START Dataset excerpts

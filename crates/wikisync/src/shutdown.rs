//! Cooperative shutdown flag.

use std::sync::Arc;
use std::sync::atomic::{AtomicBool, Ordering};

/// Shared shutdown request.
///
/// The driver checks it between items; the current item always finishes and
/// the final ledger checkpoint always runs. Requesting more than once has no
/// further effect, so every signal shares the one shutdown sequence.
#[derive(Debug, Clone, Default)]
pub struct Shutdown {
    requested: Arc<AtomicBool>,
}

impl Shutdown {
    pub fn new() -> Self {
        Self::default()
    }

    /// Request shutdown. Returns `true` only for the first request.
    pub fn request(&self) -> bool {
        !self.requested.swap(true, Ordering::SeqCst)
    }

    pub fn is_requested(&self) -> bool {
        self.requested.load(Ordering::SeqCst)
    }
}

END Dataset excerpts

▶ Task directions: I'd like the lines above from the one with "Cooperative shutdown flag." up to and including the one with "#[derive(Debug, Clone, Default)]" copied exactly, with no other lines.

▶ Reply:
//! Cooperative shutdown flag.

use std::sync::Arc;
use std::sync::atomic::{AtomicBool, Ordering};

/// Shared shutdown request.
///
/// The driver checks it between items; the current item always finishes and
/// the final ledger checkpoint always runs. Requesting more than once has no
/// further effect, so every signal shares the one shutdown sequence.
#[derive(Debug, Clone, Default)]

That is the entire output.